Find every line in the records that holds the string "CancelResult". Copy each one.

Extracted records
[Start of section]

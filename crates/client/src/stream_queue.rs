//! Per-section admission control for AI generation streams.
//!
//! Each section runs at most one stream at a time and keeps at most one
//! request waiting behind it. A newer request displaces the waiting one;
//! finishing or cancelling the running stream promotes the waiting one.
//!
//! ```text
//!   enqueue ──▶ [active] ──complete/cancel──▶ promote [pending] ──▶ [active]
//!                   │
//!   enqueue ──▶ [pending] ◀── enqueue displaces (on_cancel: replaced_by_new_request)
//! ```
//!
//! Cancellation is purely local bookkeeping: telling the server to stop a
//! stream is the caller's job.

use std::collections::{BTreeMap, HashMap};
use std::panic::{catch_unwind, AssertUnwindSafe};
use std::str::FromStr;
use std::sync::Arc;

use parking_lot::Mutex;
use serde::{Deserialize, Serialize};

use crate::clock::{system_clock, Clock};

/// Why a session was terminated early. Passed through to the cancel hook
/// verbatim.
#[derive(Debug, Clone, Copy, Serialize, Deserialize, PartialEq, Eq, Hash)]
#[serde(rename_all = "snake_case")]
pub enum CancelReason {
    AuthorCancelled,
    ReplacedByNewRequest,
    TransportFailure,
    Deferred,
}

impl CancelReason {
    pub fn as_str(&self) -> &'static str {
        match self {
            CancelReason::AuthorCancelled => "author_cancelled",
            CancelReason::ReplacedByNewRequest => "replaced_by_new_request",
            CancelReason::TransportFailure => "transport_failure",
            CancelReason::Deferred => "deferred",
        }
    }
}

impl std::fmt::Display for CancelReason {
    fn fmt(&self, f: &mut std::fmt::Formatter<'_>) -> std::fmt::Result {
        f.write_str(self.as_str())
    }
}

impl FromStr for CancelReason {
    type Err = String;

    fn from_str(s: &str) -> Result<Self, Self::Err> {
        match s {
            "author_cancelled" => Ok(CancelReason::AuthorCancelled),
            "replaced_by_new_request" => Ok(CancelReason::ReplacedByNewRequest),
            "transport_failure" => Ok(CancelReason::TransportFailure),
            "deferred" => Ok(CancelReason::Deferred),
            other => Err(format!("unknown cancel reason: {}", other)),
        }
    }
}

#[derive(Debug, Clone, Copy, Serialize, Deserialize, PartialEq, Eq, Hash)]
#[serde(rename_all = "lowercase")]
pub enum SessionState {
    Active,
    Pending,
}

/// A caller asking to start streaming into a section.
#[derive(Debug, Clone, Serialize, Deserialize, PartialEq, Eq)]
#[serde(rename_all = "camelCase")]
pub struct StreamRequest {
    pub session_id: String,
    pub section_id: String,
    pub enqueued_at: i64,
}

impl StreamRequest {
    pub fn new(
        session_id: impl Into<String>,
        section_id: impl Into<String>,
        enqueued_at: i64,
    ) -> Self {
        Self {
            session_id: session_id.into(),
            section_id: section_id.into(),
            enqueued_at,
        }
    }
}

#[derive(Debug, Clone, Serialize, PartialEq, Eq)]
#[serde(rename_all = "camelCase")]
pub struct ActiveSession {
    pub session_id: String,
    pub section_id: String,
    pub enqueued_at: i64,
    pub started_at: i64,
    /// Number of running streams when this one started, itself included.
    /// Advisory only; not a stable lane id.
    pub concurrency_slot: usize,
}

#[derive(Debug, Clone, Serialize, PartialEq, Eq)]
#[serde(rename_all = "camelCase")]
pub struct PendingSession {
    pub session_id: String,
    pub section_id: String,
    pub enqueued_at: i64,
}

/// A session that just moved into the active slot.
#[derive(Debug, Clone, Serialize, PartialEq, Eq)]
#[serde(rename_all = "camelCase")]
pub struct Activation {
    pub session_id: String,
    pub section_id: String,
    pub concurrency_slot: usize,
}

#[derive(Debug, Clone, Serialize, PartialEq, Eq)]
#[serde(tag = "disposition", rename_all = "snake_case")]
pub enum EnqueueResult {
    #[serde(rename_all = "camelCase")]
    Started {
        session_id: String,
        section_id: String,
        concurrency_slot: usize,
        /// Always `None`: starting never displaces anything. Kept so both
        /// dispositions serialize with the same fields.
        replaced_session_id: Option<String>,
    },
    #[serde(rename_all = "camelCase")]
    Pending {
        session_id: String,
        section_id: String,
        replaced_session_id: Option<String>,
    },
}

impl EnqueueResult {
    pub fn session_id(&self) -> &str {
        match self {
            EnqueueResult::Started { session_id, .. } | EnqueueResult::Pending { session_id, .. } => {
                session_id
            }
        }
    }

    pub fn is_started(&self) -> bool {
        matches!(self, EnqueueResult::Started { .. })
    }
}

#[derive(Debug, Clone, Serialize, PartialEq, Eq)]
#[serde(rename_all = "camelCase")]
pub struct CompleteResult {
    pub session_id: String,
    pub section_id: String,
    pub activated: Option<Activation>,
}

#[derive(Debug, Clone, Serialize, PartialEq, Eq)]
#[serde(rename_all = "camelCase")]
pub struct CancelResult {
    pub released: bool,
    pub reason: CancelReason,
    pub promoted: Option<Activation>,
}

/// Passed to the cancel hook for every session terminated early.
#[derive(Debug, Clone, Serialize, PartialEq, Eq)]
#[serde(rename_all = "camelCase")]
pub struct CancelDetails {
    pub session_id: String,
    pub section_id: String,
    pub reason: CancelReason,
    pub state: SessionState,
}

/// Owned copy of the queue contents, keyed by section id.
#[derive(Debug, Clone, Default, Serialize, PartialEq, Eq)]
pub struct QueueSnapshot {
    pub active: BTreeMap<String, ActiveSession>,
    pub pending: BTreeMap<String, PendingSession>,
}

pub type CancelHook = Arc<dyn Fn(CancelDetails) + Send + Sync>;

#[derive(Default)]
struct QueueState {
    active: HashMap<String, ActiveSession>,
    pending: HashMap<String, PendingSession>,
    /// session id -> (section id, where it lives)
    sessions: HashMap<String, (String, SessionState)>,
}

impl QueueState {
    fn start(&mut self, session_id: String, section_id: String, enqueued_at: i64, now: i64) -> Activation {
        let concurrency_slot = self.active.len() + 1;
        self.sessions
            .insert(session_id.clone(), (section_id.clone(), SessionState::Active));
        self.active.insert(
            section_id.clone(),
            ActiveSession {
                session_id: session_id.clone(),
                section_id: section_id.clone(),
                enqueued_at,
                started_at: now,
                concurrency_slot,
            },
        );
        Activation {
            session_id,
            section_id,
            concurrency_slot,
        }
    }

    fn promote(&mut self, section_id: &str, now: i64) -> Option<Activation> {
        let pending = self.pending.remove(section_id)?;
        Some(self.start(pending.session_id, pending.section_id, pending.enqueued_at, now))
    }

    /// Current disposition of an already tracked session.
    fn disposition_of(&self, session_id: &str) -> Option<EnqueueResult> {
        let (section_id, state) = self.sessions.get(session_id)?;
        Some(match state {
            SessionState::Active => EnqueueResult::Started {
                session_id: session_id.to_string(),
                section_id: section_id.clone(),
                concurrency_slot: self.active.get(section_id)?.concurrency_slot,
                replaced_session_id: None,
            },
            SessionState::Pending => EnqueueResult::Pending {
                session_id: session_id.to_string(),
                section_id: section_id.clone(),
                replaced_session_id: None,
            },
        })
    }
}

/// Admission queue allowing one active and one pending stream per section.
pub struct SectionStreamQueue {
    state: Mutex<QueueState>,
    on_cancel: Option<CancelHook>,
    clock: Clock,
}

impl Default for SectionStreamQueue {
    fn default() -> Self {
        Self::new()
    }
}

impl SectionStreamQueue {
    pub fn new() -> Self {
        Self {
            state: Mutex::new(QueueState::default()),
            on_cancel: None,
            clock: system_clock(),
        }
    }

    /// Called for every session the queue terminates early, after the
    /// queue state has been updated.
    pub fn with_cancel_hook(mut self, hook: impl Fn(CancelDetails) + Send + Sync + 'static) -> Self {
        self.on_cancel = Some(Arc::new(hook));
        self
    }

    pub fn with_clock(mut self, clock: Clock) -> Self {
        self.clock = clock;
        self
    }

    /// Admit a request. Never fails: the request either starts right away
    /// or waits behind the section's running stream, displacing any
    /// request that was already waiting.
    pub fn enqueue(&self, request: StreamRequest) -> EnqueueResult {
        let StreamRequest {
            session_id,
            section_id,
            enqueued_at,
        } = request;

        let (result, displaced) = {
            let mut state = self.state.lock();

            if let Some(existing) = state.disposition_of(&session_id) {
                tracing::debug!(session_id = %session_id, "stream already tracked, enqueue ignored");
                return existing;
            }

            if !state.active.contains_key(&section_id) {
                let activation = state.start(session_id, section_id, enqueued_at, (self.clock)());
                tracing::debug!(
                    session_id = %activation.session_id,
                    section_id = %activation.section_id,
                    slot = activation.concurrency_slot,
                    "stream started"
                );
                let result = EnqueueResult::Started {
                    session_id: activation.session_id,
                    section_id: activation.section_id,
                    concurrency_slot: activation.concurrency_slot,
                    replaced_session_id: None,
                };
                (result, None)
            } else {
                let displaced = state.pending.remove(&section_id);
                if let Some(old) = &displaced {
                    state.sessions.remove(&old.session_id);
                }
                state
                    .sessions
                    .insert(session_id.clone(), (section_id.clone(), SessionState::Pending));
                state.pending.insert(
                    section_id.clone(),
                    PendingSession {
                        session_id: session_id.clone(),
                        section_id: section_id.clone(),
                        enqueued_at,
                    },
                );
                tracing::debug!(
                    session_id = %session_id,
                    section_id = %section_id,
                    displaced = displaced.as_ref().map(|d| d.session_id.as_str()),
                    "stream queued behind active session"
                );
                let result = EnqueueResult::Pending {
                    session_id,
                    section_id,
                    replaced_session_id: displaced.as_ref().map(|d| d.session_id.clone()),
                };
                (result, displaced)
            }
        };

        if let Some(old) = displaced {
            self.notify_cancel(CancelDetails {
                session_id: old.session_id,
                section_id: old.section_id,
                reason: CancelReason::ReplacedByNewRequest,
                state: SessionState::Pending,
            });
        }
        result
    }

    /// Finish the active session `session_id`. Returns `None` if it is not
    /// the active session of its section, e.g. because a cancel already
    /// released it.
    pub fn complete(&self, session_id: &str) -> Option<CompleteResult> {
        let mut state = self.state.lock();
        let section_id = match state.sessions.get(session_id) {
            Some((section_id, SessionState::Active)) => section_id.clone(),
            _ => return None,
        };
        state.sessions.remove(session_id);
        state.active.remove(&section_id);

        let activated = state.promote(&section_id, (self.clock)());
        tracing::debug!(
            session_id,
            section_id = %section_id,
            promoted = activated.as_ref().map(|a| a.session_id.as_str()),
            "stream completed"
        );
        Some(CompleteResult {
            session_id: session_id.to_string(),
            section_id,
            activated,
        })
    }

    /// Release `session_id` wherever it is tracked. Cancelling the active
    /// session promotes the section's pending one.
    pub fn cancel(&self, session_id: &str, reason: CancelReason) -> CancelResult {
        let (details, promoted) = {
            let mut state = self.state.lock();
            let Some((section_id, session_state)) = state.sessions.remove(session_id) else {
                return CancelResult {
                    released: false,
                    reason,
                    promoted: None,
                };
            };

            let promoted = match session_state {
                SessionState::Pending => {
                    state.pending.remove(&section_id);
                    None
                }
                SessionState::Active => {
                    state.active.remove(&section_id);
                    state.promote(&section_id, (self.clock)())
                }
            };
            tracing::debug!(
                session_id,
                section_id = %section_id,
                reason = %reason,
                promoted = promoted.as_ref().map(|a| a.session_id.as_str()),
                "stream cancelled"
            );
            let details = CancelDetails {
                session_id: session_id.to_string(),
                section_id,
                reason,
                state: session_state,
            };
            (details, promoted)
        };

        self.notify_cancel(details);
        CancelResult {
            released: true,
            reason,
            promoted,
        }
    }

    pub fn snapshot(&self) -> QueueSnapshot {
        let state = self.state.lock();
        QueueSnapshot {
            active: state
                .active
                .iter()
                .map(|(section, session)| (section.clone(), session.clone()))
                .collect(),
            pending: state
                .pending
                .iter()
                .map(|(section, session)| (section.clone(), session.clone()))
                .collect(),
        }
    }

    pub fn state_of(&self, session_id: &str) -> Option<SessionState> {
        self.state.lock().sessions.get(session_id).map(|(_, state)| *state)
    }

    pub fn active_count(&self) -> usize {
        self.state.lock().active.len()
    }

    pub fn pending_count(&self) -> usize {
        self.state.lock().pending.len()
    }

    /// The queue has already moved on when the hook runs, so a panicking
    /// hook is logged and swallowed rather than losing the caller's result.
    fn notify_cancel(&self, details: CancelDetails) {
        let Some(hook) = &self.on_cancel else { return };
        let session_id = details.session_id.clone();
        let reason = details.reason;
        if catch_unwind(AssertUnwindSafe(|| hook(details))).is_err() {
            tracing::warn!(session_id = %session_id, reason = %reason, "stream cancel hook panicked");
        }
    }
}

[End of section]

### Your solution:
pub struct CancelResult {
    pub fn cancel(&self, session_id: &str, reason: CancelReason) -> CancelResult {
                return CancelResult {
        CancelResult {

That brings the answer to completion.